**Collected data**
//! In-memory gateway for tests and local runs
//!
//! Charges start PENDING and stay there until a test resolves them,
//! which mirrors how the real collection API behaves between the
//! request-to-pay and the payer acting on their handset.

use crate::error::{GatewayError, Result};
use crate::wire::{ChargeRequest, GatewayStatus, ReferenceId, StatusReport};
use crate::PaymentGateway;
use async_trait::async_trait;
use parking_lot::Mutex;
use std::collections::HashMap;

/// Scriptable in-memory payment gateway
#[derive(Default)]
pub struct SandboxGateway {
    charges: Mutex<HashMap<ReferenceId, StatusReport>>,
}

impl SandboxGateway {
    /// Create an empty sandbox
    pub fn new() -> Self {
        Self::default()
    }

    /// Resolve a pending charge to a terminal status
    ///
    /// Re-resolving an already terminal charge overwrites the stored
    /// report; the order core is expected to ignore the contradiction.
    pub fn resolve(&self, reference: &ReferenceId, status: GatewayStatus) -> Result<()> {
        let mut charges = self.charges.lock();
        let report = charges
            .get_mut(reference)
            .ok_or_else(|| GatewayError::UnknownReference(reference.to_string()))?;

        report.status = status;
        if status == GatewayStatus::Successful {
            report.financial_transaction_id = Some(format!("ftx-{}", reference));
        }

        Ok(())
    }

    /// Number of charges submitted so far
    pub fn charge_count(&self) -> usize {
        self.charges.lock().len()
    }
}

#[async_trait]
impl PaymentGateway for SandboxGateway {
    async fn request_to_pay(&self, charge: ChargeRequest) -> Result<ReferenceId> {
        let reference = ReferenceId::generate();

        // Body construction is exercised even though nothing leaves the
        // process, so malformed charges fail here like they would live.
        let _body = charge.to_body(&reference);

        let report = StatusReport {
            reference: reference.clone(),
            status: GatewayStatus::Pending,
            amount: charge.amount,
            currency: charge.currency.clone(),
            financial_transaction_id: None,
        };

        self.charges.lock().insert(reference.clone(), report);

        tracing::debug!(
            reference = %reference,
            amount = %charge.amount,
            payer = %charge.payer,
            "Sandbox charge submitted"
        );

        Ok(reference)
    }

    async fn request_status(&self, reference: &ReferenceId) -> Result<StatusReport> {
        self.charges
            .lock()
            .get(reference)
            .cloned()
            .ok_or_else(|| GatewayError::UnknownReference(reference.to_string()))
    }
}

**EXERCISE DIRECTIONS**
All lines of the records containing "Mutex" should be shown.

**ANSWER BOX**
use parking_lot::Mutex;
    charges: Mutex<HashMap<ReferenceId, StatusReport>>,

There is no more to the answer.